Während das Auswärtige Amt versucht hat, den Bremer Guantanamo-Häftling Murat Kurnaz freizubekommen, sollen das Kanzleramt und der damalige Chef Steinmeier diese Bemühungen bewusst hintertrieben haben.

Hamburg - Das Auswärtige Amt und der frühere Außenminister Joschka Fischer (Grüne) waren nach Informationen des "Stern" nicht über die Verhöre des ehemaligen Guantanamo-Häftlings Murat Kurnaz durch deutsche Geheimdienste informiert. Auch als Fischer im November 2003 bei einem Treffen mit seinem US-Amtskollegen Colin Powell den Fall Kurnaz ansprach, habe er davon nichts gewusst, berichtete das Magazin unter Berufung auf interne Dokumente. Stattdessen hätten das vom heutigen Außenminister Frank-Walter Steinmeier (SPD) geleitete Kanzleramt sowie das Innenministerium die Zuständigkeit für sich beansprucht.

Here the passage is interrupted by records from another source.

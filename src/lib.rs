//! docker-dns - Publishes DNS records for Docker containers into etcd.
//!
//! This crate watches the Docker engine's container lifecycle event stream
//! and maintains name-to-address records in etcd, so that other services can
//! resolve container hostnames without external DNS infrastructure. It is a
//! reactive synchronizer: one event source, one record store, and a
//! deterministic mapping between them.
//!
//! ## Features
//!
//! - Records written on container `start`/`create`, removed on
//!   `stop`/`die`/`destroy`
//! - Longest-suffix hostname resolution against a configured host table
//! - Reversed hierarchical storage keys (`a.b.com` → `/internaldns/com/b/a`)
//! - Automatic resubscription to the event stream on transport errors
//!
//! ## Architecture
//!
//! ```text
//! ┌────────────────────────────────────────────────────────────────┐
//! │                          docker-dns                            │
//! │                                                                │
//! │  ┌────────────────┐     ┌──────────────────┐                   │
//! │  │ Docker engine  │────▶│   Synchronizer   │                   │
//! │  │ (event stream) │     │   (event loop)   │                   │
//! │  └────────────────┘     └────────┬─────────┘                   │
//! │                                  │ reconcile                   │
//! │                                  ▼                             │
//! │   ┌───────────┐  resolve  ┌──────────────┐   put/delete        │
//! │   │ HostTable │◀──────────│  Reconciler  │────────────▶ etcd   │
//! │   └───────────┘           └──────────────┘                     │
//! └────────────────────────────────────────────────────────────────┘
//! ```
//!
//! ## Record mapping
//!
//! ```text
//! container start, attribute internaldns.host=svc1.cluster.example.com
//!   → longest matching suffix in the host table picks the address
//!   → key /internaldns/com/example/cluster/svc1
//!   → put {"host": "<address>"}
//! ```
//!
//! ## Example Usage
//!
//! ```rust,ignore
//! use std::path::Path;
//!
//! use docker_dns::{Config, DockerEvents, EtcdStore, HostTable, Synchronizer};
//!
//! #[tokio::main]
//! async fn main() {
//!     let config = Config::load(Path::new("docker-dns.toml")).unwrap();
//!
//!     let table = HostTable::from_config(&config.hosts).unwrap();
//!     let store = EtcdStore::connect(&config.etcd_endpoint).await.unwrap();
//!     let source = DockerEvents::connect().unwrap();
//!
//!     Synchronizer::new(source, table, store).run().await;
//! }
//! ```

#![warn(missing_docs)]

pub mod config;
pub mod docker;
pub mod error;
pub mod event;
pub mod hosts;
pub mod keys;
pub mod metrics;
pub mod reconcile;
pub mod store;
pub mod sync;
pub mod telemetry;

// Re-export main types
pub use config::{Config, HostConfig, TelemetryConfig};
pub use docker::{DockerEvents, EventSource, StreamError};
pub use error::SyncError;
pub use event::{Action, LifecycleEvent, HOSTNAME_ATTRIBUTE};
pub use hosts::{HostEntry, HostTable};
pub use store::{EtcdStore, KvStore, StoreError};
pub use sync::Synchronizer;
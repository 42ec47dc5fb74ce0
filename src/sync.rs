//! Event loop driving record reconciliation from the container event stream.

use futures::StreamExt;
use tracing::{error, info, warn};

use crate::docker::EventSource;
use crate::hosts::HostTable;
use crate::metrics::{self, ReconnectReason};
use crate::reconcile::{reconcile, Outcome};
use crate::store::KvStore;

/// Drives the record store from a container lifecycle event stream.
///
/// Events are processed strictly one at a time: the store mutation for an
/// event completes before the next event is consumed. When the stream
/// yields an error or ends, a fresh subscription is established
/// immediately, with no backoff and no retry bound; only process
/// termination stops the loop.
pub struct Synchronizer<E, S> {
    source: E,
    table: HostTable,
    store: S,
}

impl<E, S> Synchronizer<E, S>
where
    E: EventSource,
    S: KvStore,
{
    /// Create a synchronizer over the given event source and record store.
    pub fn new(source: E, table: HostTable, store: S) -> Self {
        Self {
            source,
            table,
            store,
        }
    }

    /// Run the event loop. Does not return during normal operation.
    pub async fn run(self) {
        let mut reason = ReconnectReason::InitialConnect;

        loop {
            info!("subscribing to container lifecycle events");
            metrics::record_stream_reconnect(reason);

            let mut stream = self.source.subscribe();

            loop {
                match stream.next().await {
                    Some(Ok(event)) => {
                        let outcome = reconcile(&event, &self.table, &self.store).await;
                        metrics::record_event(event.action.as_str(), outcome.metric());

                        if let Outcome::Failed(err) = outcome {
                            error!(
                                container = %event.id,
                                action = %event.action,
                                error = %err,
                                "store mutation failed, continuing with next event"
                            );
                        }
                    }
                    Some(Err(err)) => {
                        warn!(error = %err, "event stream error, resubscribing");
                        reason = ReconnectReason::StreamError;
                        break;
                    }
                    None => {
                        info!("event stream ended, resubscribing");
                        reason = ReconnectReason::StreamEnded;
                        break;
                    }
                }
            }
        }
    }
}
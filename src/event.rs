//! Container lifecycle events consumed by the reconciler.

use std::collections::HashMap;
use std::fmt;

use bollard::models::EventMessage;

/// Actor attribute a container sets to request a DNS record.
pub const HOSTNAME_ATTRIBUTE: &str = "internaldns.host";

/// Lifecycle actions the reconciler distinguishes.
#[derive(Debug, Clone, Copy, PartialEq, Eq)]
pub enum Action {
    /// Container started.
    Start,
    /// Container created.
    Create,
    /// Container stopped.
    Stop,
    /// Container's main process exited.
    Die,
    /// Container removed.
    Destroy,
    /// Any action with no record mapping.
    Other,
}

impl Action {
    /// Stable string form, used for logs and metric labels.
    pub fn as_str(&self) -> &'static str {
        match self {
            Action::Start => "start",
            Action::Create => "create",
            Action::Stop => "stop",
            Action::Die => "die",
            Action::Destroy => "destroy",
            Action::Other => "other",
        }
    }
}

impl From<&str> for Action {
    fn from(action: &str) -> Self {
        match action {
            "start" => Action::Start,
            "create" => Action::Create,
            "stop" => Action::Stop,
            "die" => Action::Die,
            "destroy" => Action::Destroy,
            _ => Action::Other,
        }
    }
}

impl fmt::Display for Action {
    fn fmt(&self, f: &mut fmt::Formatter<'_>) -> fmt::Result {
        f.write_str(self.as_str())
    }
}

/// One container lifecycle notification.
///
/// Transient: produced by the event source, consumed immediately by the
/// reconciler, never retained.
#[derive(Debug, Clone)]
pub struct LifecycleEvent {
    /// Id of the container the event refers to.
    pub id: String,
    /// Lifecycle action reported by the runtime.
    pub action: Action,
    /// Actor attributes attached to the event.
    pub attributes: HashMap<String, String>,
}

impl LifecycleEvent {
    /// The hostname this container requests a record for, if declared.
    pub fn hostname(&self) -> Option<&str> {
        self.attributes.get(HOSTNAME_ATTRIBUTE).map(String::as_str)
    }
}

impl From<EventMessage> for LifecycleEvent {
    fn from(message: EventMessage) -> Self {
        let action = message
            .action
            .as_deref()
            .map(Action::from)
            .unwrap_or(Action::Other);

        let (id, attributes) = match message.actor {
            Some(actor) => (
                actor.id.unwrap_or_default(),
                actor.attributes.unwrap_or_default(),
            ),
            None => (String::new(), HashMap::new()),
        };

        Self {
            id,
            action,
            attributes,
        }
    }
}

Kanzleramtsminister Thomas de Maizière (CDU) nahm Steinmeier unterdessen in Schutz. "Ich will nur so viel sagen: Es ist sehr leicht, anhand von Zeugenaussagen und Akten vier oder fünf Jahre nach einem Vorgang zu urteilen. Es ist ungleich schwieriger, in einer bestimmten, auch psychologisch hochkomplexen Situation Entscheidungen zu treffen", sagte er der "Zeit". Die FDP will für Anfang Februar zwei Sondersitzungen des BND-Untersuchungsausschusses durchsetzen, um Steinmeier und Fischer zu den unterschiedlichen Aspekten zu befragen. In den Koalitionsparteien deutete sich allerdings an, dass es für dieses Vorhaben wahrscheinlich nicht die erforderliche Mehrheit geben wird.

"Die verdammte Verpflichtung, aufzupassen"

Steinmeier war wegen seiner Rolle im Zusammenhang mit der Kurnaz-Inhaftierung in die Kritik geraten. Ihm wird vorgehalten, auf ein angebliches Angebot aus den USA zur Freilassung des Bremer Türken nicht eingegangen zu sein. Ein solches frühes amerikanisches Angebot habe es nie gegeben, sagte Steinmeier in der "Zeit". Dies werde aus Vermerken nur "zusammengedichtet". Steinmeier bestätigte einen Vorschlag der Amerikaner aus dem Herbst 2002, Kurnaz als V-Mann in die islamistische Szene in Deutschland einzuschleusen. Diese Idee habe er aber auf Anraten der zuständigen Sicherheitsexperten des Kanzleramts und im Bundesnachrichtendienst (BND), Ernst Uhrlau und August Hanning, abgelehnt.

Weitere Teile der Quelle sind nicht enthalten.